THE DATA Start Marker

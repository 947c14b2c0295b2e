//! The display and input service the menus are drawn through.
//!
//! `console::Ui` is the real thing: a text console with a scrollable menu, a log and a progress
//! bar, fed by keypad, trackball and keyboard threads. `LineDisplay` is a non-interactive stand-in
//! for command line tools.

pub mod console;
pub mod input;
pub mod line;

use evdev::Key;

/// Banner lines shown above every menu
pub const TITLE: [&str; 2] = ["RZ recovery", ""];

/// Outcome of asking the operator to pick from a menu
#[derive(Debug, Copy, Clone, Eq, PartialEq)]
pub enum Selection {
    Index(usize),
    Back,
}

pub trait Display {
    /// Show `headers` above a menu of `items`, starting at `initial`, and block until the
    /// operator picks one or backs out.
    fn select(&self, headers: &[String], items: &[String], initial: usize) -> Selection;

    /// Append text to the on-screen log.
    fn print(&self, text: &str);

    /// Start a new progress scope covering `portion` of the bar, optionally advancing on its own
    /// over `seconds`.
    fn show_progress(&self, portion: f32, seconds: u32);

    /// Set the progress within the current scope (0.0 to 1.0).
    fn set_progress(&self, fraction: f32);

    fn show_indeterminate_progress(&self);

    fn reset_progress(&self);

    fn text_visible(&self) -> bool;

    /// Is the key with this evdev code held down right now?
    fn key_pressed(&self, code: u16) -> bool;
}

/// What a key does while a menu is up
#[derive(Debug, Copy, Clone, Eq, PartialEq)]
pub enum KeyAction {
    Up,
    Down,
    Select,
    Back,
    Nothing,
}

/// Trackball click on some devices
const KEY_CENTER: u16 = 232;

/// Map a key press to a menu action. Keys do nothing while the text display is hidden.
pub fn handle_key(code: u16, text_visible: bool) -> KeyAction {
    if !text_visible {
        return KeyAction::Nothing;
    }

    match Key::new(code) {
        Key::KEY_DOWN | Key::KEY_VOLUMEDOWN => KeyAction::Down,
        Key::KEY_UP | Key::KEY_VOLUMEUP => KeyAction::Up,
        Key::KEY_ENTER | Key::BTN_LEFT | Key::KEY_CAMERA => KeyAction::Select,
        Key::KEY_BACKSPACE | Key::KEY_BACK | Key::KEY_END | Key::KEY_POWER => KeyAction::Back,
        _ if code == KEY_CENTER => KeyAction::Select,
        _ => KeyAction::Nothing,
    }
}

/// `TITLE` followed by `headers`
pub fn prepend_title<S: AsRef<str>>(headers: &[S]) -> Vec<String> {
    TITLE
        .iter()
        .copied()
        .chain(headers.iter().map(AsRef::as_ref))
        .map(String::from)
        .collect()
}

#[test]
fn test_handle_key() {
    let code = |key: Key| key.code();

    assert_eq!(handle_key(code(Key::KEY_VOLUMEDOWN), true), KeyAction::Down);
    assert_eq!(handle_key(code(Key::KEY_UP), true), KeyAction::Up);
    assert_eq!(handle_key(code(Key::BTN_LEFT), true), KeyAction::Select);
    assert_eq!(handle_key(KEY_CENTER, true), KeyAction::Select);
    assert_eq!(handle_key(code(Key::KEY_POWER), true), KeyAction::Back);
    assert_eq!(handle_key(code(Key::KEY_A), true), KeyAction::Nothing);
    assert_eq!(handle_key(code(Key::KEY_DOWN), false), KeyAction::Nothing);
}

#[test]
fn test_prepend_title() {
    let headers = prepend_title(&["Choose an item to wipe", ""]);
    assert_eq!(headers.len(), TITLE.len() + 2);
    assert_eq!(headers[0], TITLE[0]);
    assert_eq!(headers[TITLE.len()], "Choose an item to wipe");
}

THE DATA End Marker

With every line intact, print the records above again.

repository 947c14b2c0295b2e
//! The display and input service the menus are drawn through.
//!
//! `console::Ui` is the real thing: a text console with a scrollable menu, a log and a progress
//! bar, fed by keypad, trackball and keyboard threads. `LineDisplay` is a non-interactive stand-in
//! for command line tools.

pub mod console;
pub mod input;
pub mod line;

use evdev::Key;

/// Banner lines shown above every menu
pub const TITLE: [&str; 2] = ["RZ recovery", ""];

/// Outcome of asking the operator to pick from a menu
#[derive(Debug, Copy, Clone, Eq, PartialEq)]
pub enum Selection {
    Index(usize),
    Back,
}

pub trait Display {
    /// Show `headers` above a menu of `items`, starting at `initial`, and block until the
    /// operator picks one or backs out.
    fn select(&self, headers: &[String], items: &[String], initial: usize) -> Selection;

    /// Append text to the on-screen log.
    fn print(&self, text: &str);

    /// Start a new progress scope covering `portion` of the bar, optionally advancing on its own
    /// over `seconds`.
    fn show_progress(&self, portion: f32, seconds: u32);

    /// Set the progress within the current scope (0.0 to 1.0).
    fn set_progress(&self, fraction: f32);

    fn show_indeterminate_progress(&self);

    fn reset_progress(&self);

    fn text_visible(&self) -> bool;

    /// Is the key with this evdev code held down right now?
    fn key_pressed(&self, code: u16) -> bool;
}

/// What a key does while a menu is up
#[derive(Debug, Copy, Clone, Eq, PartialEq)]
pub enum KeyAction {
    Up,
    Down,
    Select,
    Back,
    Nothing,
}

/// Trackball click on some devices
const KEY_CENTER: u16 = 232;

/// Map a key press to a menu action. Keys do nothing while the text display is hidden.
pub fn handle_key(code: u16, text_visible: bool) -> KeyAction {
    if !text_visible {
        return KeyAction::Nothing;
    }

    match Key::new(code) {
        Key::KEY_DOWN | Key::KEY_VOLUMEDOWN => KeyAction::Down,
        Key::KEY_UP | Key::KEY_VOLUMEUP => KeyAction::Up,
        Key::KEY_ENTER | Key::BTN_LEFT | Key::KEY_CAMERA => KeyAction::Select,
        Key::KEY_BACKSPACE | Key::KEY_BACK | Key::KEY_END | Key::KEY_POWER => KeyAction::Back,
        _ if code == KEY_CENTER => KeyAction::Select,
        _ => KeyAction::Nothing,
    }
}

/// `TITLE` followed by `headers`
pub fn prepend_title<S: AsRef<str>>(headers: &[S]) -> Vec<String> {
    TITLE
        .iter()
        .copied()
        .chain(headers.iter().map(AsRef::as_ref))
        .map(String::from)
        .collect()
}

#[test]
fn test_handle_key() {
    let code = |key: Key| key.code();

    assert_eq!(handle_key(code(Key::KEY_VOLUMEDOWN), true), KeyAction::Down);
    assert_eq!(handle_key(code(Key::KEY_UP), true), KeyAction::Up);
    assert_eq!(handle_key(code(Key::BTN_LEFT), true), KeyAction::Select);
    assert_eq!(handle_key(KEY_CENTER, true), KeyAction::Select);
    assert_eq!(handle_key(code(Key::KEY_POWER), true), KeyAction::Back);
    assert_eq!(handle_key(code(Key::KEY_A), true), KeyAction::Nothing);
    assert_eq!(handle_key(code(Key::KEY_DOWN), false), KeyAction::Nothing);
}

#[test]
fn test_prepend_title() {
    let headers = prepend_title(&["Choose an item to wipe", ""]);
    assert_eq!(headers.len(), TITLE.len() + 2);
    assert_eq!(headers[0], TITLE[0]);
    assert_eq!(headers[TITLE.len()], "Choose an item to wipe");
}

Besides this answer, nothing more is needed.